*How to complete this task*
Where a line below holds the string "Returns", that line goes into the answer.

(Dataset entries)
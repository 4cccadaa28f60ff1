//! Parameters for compression and wrinkle displacement.

use nalgebra::{Unit, Vector3};

#[cfg(feature = "serde")]
use serde::{Deserialize, Serialize};

use crate::error::{WrinkleError, WrinkleResult};

/// Vertex count at which compression switches to data-parallel evaluation.
pub const DEFAULT_PARALLEL_THRESHOLD: usize = 4096;

/// Axes shorter than this cannot carry a displacement direction.
const AXIS_EPSILON: f64 = 1e-12;

/// Parameters for the compression field.
///
/// # Example
///
/// ```
/// use mesh_wrinkle::CompressionParams;
///
/// let params = CompressionParams::default();
/// assert_eq!(params.parallel_threshold, 4096);
///
/// // Force one code path, e.g. for profiling
/// assert!(!CompressionParams::sequential().is_parallel(1_000_000));
/// assert!(CompressionParams::parallel().is_parallel(1));
/// ```
#[derive(Debug, Clone, Copy, PartialEq, Eq)]
#[cfg_attr(feature = "serde", derive(Serialize, Deserialize))]
#[cfg_attr(feature = "serde", serde(default))]
pub struct CompressionParams {
    /// Meshes with at least this many vertices are evaluated with rayon.
    pub parallel_threshold: usize,
}

impl Default for CompressionParams {
    fn default() -> Self {
        Self {
            parallel_threshold: DEFAULT_PARALLEL_THRESHOLD,
        }
    }
}

impl CompressionParams {
    /// Always evaluate on the calling thread.
    #[must_use]
    pub const fn sequential() -> Self {
        Self {
            parallel_threshold: usize::MAX,
        }
    }

    /// Always evaluate with rayon.
    #[must_use]
    pub const fn parallel() -> Self {
        Self {
            parallel_threshold: 0,
        }
    }

    /// Set the parallel threshold.
    #[must_use]
    pub const fn parallel_threshold(mut self, threshold: usize) -> Self {
        self.parallel_threshold = threshold;
        self
    }

    /// Whether a mesh of `vertex_count` vertices takes the parallel path.
    #[inline]
    #[must_use]
    pub const fn is_parallel(&self, vertex_count: usize) -> bool {
        vertex_count >= self.parallel_threshold
    }
}

/// Parameters for wrinkle displacement.
///
/// `displacement[v] = envelope * weight[v] * intensity * compression[v]`,
/// applied along `axis`. With no weights every vertex has weight 1.
///
/// The default intensity is 0, so a default deformer leaves the mesh
/// untouched until it is dialled up.
///
/// # Example
///
/// ```
/// use mesh_wrinkle::WrinkleParams;
/// use nalgebra::Vector3;
///
/// let params = WrinkleParams::with_intensity(0.6)
///     .envelope(0.5)
///     .axis(Vector3::z())
///     .weights(vec![1.0, 0.0, 0.25]);
///
/// assert!(params.validate(3).is_ok());
/// assert!((params.gain(2) - 0.6 * 0.5 * 0.25).abs() < 1e-12);
/// ```
#[derive(Debug, Clone, PartialEq)]
#[cfg_attr(feature = "serde", derive(Serialize, Deserialize))]
#[cfg_attr(feature = "serde", serde(default))]
pub struct WrinkleParams {
    /// Strength of the effect, in `[0, 1]`.
    pub intensity: f64,
    /// Global blend of the deformer, in `[0, 1]`.
    pub envelope: f64,
    /// Local direction the surface is pushed along. Normalised before use.
    pub axis: Vector3<f64>,
    /// Optional painted per-vertex weights.
    pub weights: Option<Vec<f64>>,
    /// Settings for the compression pass.
    pub compression: CompressionParams,
}

impl Default for WrinkleParams {
    fn default() -> Self {
        Self {
            intensity: 0.0,
            envelope: 1.0,
            axis: Vector3::y(),
            weights: None,
            compression: CompressionParams::default(),
        }
    }
}

impl WrinkleParams {
    /// Create params with the given intensity, everything else default.
    #[must_use]
    pub fn with_intensity(intensity: f64) -> Self {
        Self {
            intensity,
            ..Default::default()
        }
    }

    /// Set the intensity.
    #[must_use]
    pub fn intensity(mut self, intensity: f64) -> Self {
        self.intensity = intensity;
        self
    }

    /// Set the envelope.
    #[must_use]
    pub fn envelope(mut self, envelope: f64) -> Self {
        self.envelope = envelope;
        self
    }

    /// Set the displacement axis.
    #[must_use]
    pub fn axis(mut self, axis: Vector3<f64>) -> Self {
        self.axis = axis;
        self
    }

    /// Set painted weights, one per vertex.
    #[must_use]
    pub fn weights(mut self, weights: Vec<f64>) -> Self {
        self.weights = Some(weights);
        self
    }

    /// Set the compression settings.
    #[must_use]
    pub fn compression(mut self, compression: CompressionParams) -> Self {
        self.compression = compression;
        self
    }

    /// Painted weight of `vertex`, 1 when unpainted.
    #[inline]
    #[must_use]
    pub fn weight(&self, vertex: usize) -> f64 {
        self.weights
            .as_ref()
            .and_then(|w| w.get(vertex).copied())
            .unwrap_or(1.0)
    }

    /// Combined scale for `vertex`: `envelope * weight * intensity`.
    #[inline]
    #[must_use]
    pub fn gain(&self, vertex: usize) -> f64 {
        self.envelope * self.weight(vertex) * self.intensity
    }

    /// Normalised displacement axis.
    ///
    /// # Errors
    ///
    /// Returns [`WrinkleError::InvalidParameter`] if the axis is zero or not
    /// finite.
    pub fn unit_axis(&self) -> WrinkleResult<Unit<Vector3<f64>>> {
        let length = self.axis.norm();
        if !length.is_finite() || length <= AXIS_EPSILON {
            return Err(WrinkleError::invalid_parameter(
                "axis",
                length,
                "must be a finite, non-zero vector",
            ));
        }
        Ok(Unit::new_normalize(self.axis))
    }

    /// Check every parameter for a mesh of `vertex_count` vertices.
    ///
    /// # Errors
    ///
    /// Returns [`WrinkleError::InvalidParameter`] if intensity or envelope is
    /// outside `[0, 1]`, a weight is not finite, or the axis is degenerate;
    /// [`WrinkleError::ShapeMismatch`] if the weights do not cover every
    /// vertex.
    pub fn validate(&self, vertex_count: usize) -> WrinkleResult<()> {
        check_unit_interval("intensity", self.intensity)?;
        check_unit_interval("envelope", self.envelope)?;
        self.unit_axis()?;

        if let Some(weights) = &self.weights {
            if weights.len() != vertex_count {
                return Err(WrinkleError::shape_mismatch(
                    "weights",
                    vertex_count,
                    weights.len(),
                ));
            }
            if let Some(&bad) = weights.iter().find(|w| !w.is_finite()) {
                return Err(WrinkleError::invalid_parameter(
                    "weights",
                    bad,
                    "every weight must be finite",
                ));
            }
        }
        Ok(())
    }
}

fn check_unit_interval(name: &'static str, value: f64) -> WrinkleResult<()> {
    if (0.0..=1.0).contains(&value) {
        Ok(())
    } else {
        Err(WrinkleError::invalid_parameter(
            name,
            value,
            "must lie in [0, 1]",
        ))
    }
}

#[cfg(test)]
#[allow(clippy::unwrap_used, clippy::expect_used, clippy::float_cmp)]
mod tests {
    use super::*;

    #[test]
    fn test_default_params() {
        let params = WrinkleParams::default();
        assert_eq!(params.intensity, 0.0);
        assert_eq!(params.envelope, 1.0);
        assert_eq!(params.axis, Vector3::y());
        assert!(params.weights.is_none());
        assert_eq!(params.compression, CompressionParams::default());
        assert!(params.validate(10).is_ok());
    }

    #[test]
    fn test_parallel_switch() {
        let params = CompressionParams::default();
        assert!(!params.is_parallel(DEFAULT_PARALLEL_THRESHOLD - 1));
        assert!(params.is_parallel(DEFAULT_PARALLEL_THRESHOLD));
        assert!(CompressionParams::default().parallel_threshold(8).is_parallel(8));
    }

    #[test]
    fn test_intensity_range() {
        assert!(WrinkleParams::with_intensity(1.0).validate(0).is_ok());
        let err = WrinkleParams::with_intensity(1.5).validate(0).unwrap_err();
        assert!(matches!(
            err,
            WrinkleError::InvalidParameter {
                name: "intensity",
                ..
            }
        ));
        assert!(WrinkleParams::with_intensity(-0.1).validate(0).is_err());
        assert!(WrinkleParams::with_intensity(f64::NAN).validate(0).is_err());
        assert!(WrinkleParams::default().envelope(2.0).validate(0).is_err());
    }

    #[test]
    fn test_zero_axis_rejected() {
        let err = WrinkleParams::default()
            .axis(Vector3::zeros())
            .validate(0)
            .unwrap_err();
        assert!(matches!(err, WrinkleError::InvalidParameter { name: "axis", .. }));
    }

    #[test]
    fn test_axis_normalised() {
        let axis = WrinkleParams::default()
            .axis(Vector3::new(0.0, 0.0, 3.0))
            .unit_axis()
            .unwrap();
        assert_eq!(axis.into_inner(), Vector3::z());
    }

    #[test]
    fn test_weights_must_match() {
        let params = WrinkleParams::with_intensity(0.5).weights(vec![1.0, 0.5]);
        assert!(params.validate(2).is_ok());

        let err = params.validate(3).unwrap_err();
        assert!(matches!(
            err,
            WrinkleError::ShapeMismatch {
                what: "weights",
                expected: 3,
                actual: 2
            }
        ));

        let bad = WrinkleParams::default().weights(vec![f64::NAN]);
        assert!(bad.validate(1).is_err());
    }

    #[test]
    fn test_gain() {
        let params = WrinkleParams::with_intensity(0.8)
            .envelope(0.5)
            .weights(vec![0.25, 1.0]);
        assert_eq!(params.gain(0), 0.8 * 0.5 * 0.25);
        assert_eq!(params.gain(1), 0.8 * 0.5);
        assert_eq!(WrinkleParams::with_intensity(0.3).gain(99), 0.3);
    }

    #[cfg(feature = "serde")]
    #[test]
    fn test_partial_json() {
        let params: WrinkleParams = serde_json::from_str(r#"{ "intensity": 0.4 }"#).unwrap();
        assert_eq!(params.intensity, 0.4);
        assert_eq!(params.envelope, 1.0);
        assert_eq!(params.compression.parallel_threshold, DEFAULT_PARALLEL_THRESHOLD);
    }
}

*The answer*
    /// Returns [`WrinkleError::InvalidParameter`] if the axis is zero or not
    /// Returns [`WrinkleError::InvalidParameter`] if intensity or envelope is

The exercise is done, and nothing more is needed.